§ **ASSIGNED TASK**
Every line of the material below is to be printed again exactly.

§ **GIVEN DATA**
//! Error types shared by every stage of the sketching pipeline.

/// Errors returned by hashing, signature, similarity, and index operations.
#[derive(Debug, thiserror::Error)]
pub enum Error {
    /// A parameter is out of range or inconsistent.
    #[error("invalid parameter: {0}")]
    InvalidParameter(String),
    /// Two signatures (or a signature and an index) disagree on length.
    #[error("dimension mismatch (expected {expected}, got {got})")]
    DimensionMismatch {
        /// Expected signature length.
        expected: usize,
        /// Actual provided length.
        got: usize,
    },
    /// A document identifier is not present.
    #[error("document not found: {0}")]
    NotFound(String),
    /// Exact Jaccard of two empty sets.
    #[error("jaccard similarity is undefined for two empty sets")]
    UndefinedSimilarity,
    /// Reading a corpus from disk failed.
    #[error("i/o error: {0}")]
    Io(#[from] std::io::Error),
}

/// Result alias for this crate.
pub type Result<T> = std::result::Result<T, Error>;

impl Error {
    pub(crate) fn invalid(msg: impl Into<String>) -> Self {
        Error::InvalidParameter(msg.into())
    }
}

§ **TASK RESULT**
//! Error types shared by every stage of the sketching pipeline.

/// Errors returned by hashing, signature, similarity, and index operations.
#[derive(Debug, thiserror::Error)]
pub enum Error {
    /// A parameter is out of range or inconsistent.
    #[error("invalid parameter: {0}")]
    InvalidParameter(String),
    /// Two signatures (or a signature and an index) disagree on length.
    #[error("dimension mismatch (expected {expected}, got {got})")]
    DimensionMismatch {
        /// Expected signature length.
        expected: usize,
        /// Actual provided length.
        got: usize,
    },
    /// A document identifier is not present.
    #[error("document not found: {0}")]
    NotFound(String),
    /// Exact Jaccard of two empty sets.
    #[error("jaccard similarity is undefined for two empty sets")]
    UndefinedSimilarity,
    /// Reading a corpus from disk failed.
    #[error("i/o error: {0}")]
    Io(#[from] std::io::Error),
}

/// Result alias for this crate.
pub type Result<T> = std::result::Result<T, Error>;

impl Error {
    pub(crate) fn invalid(msg: impl Into<String>) -> Self {
        Error::InvalidParameter(msg.into())
    }
}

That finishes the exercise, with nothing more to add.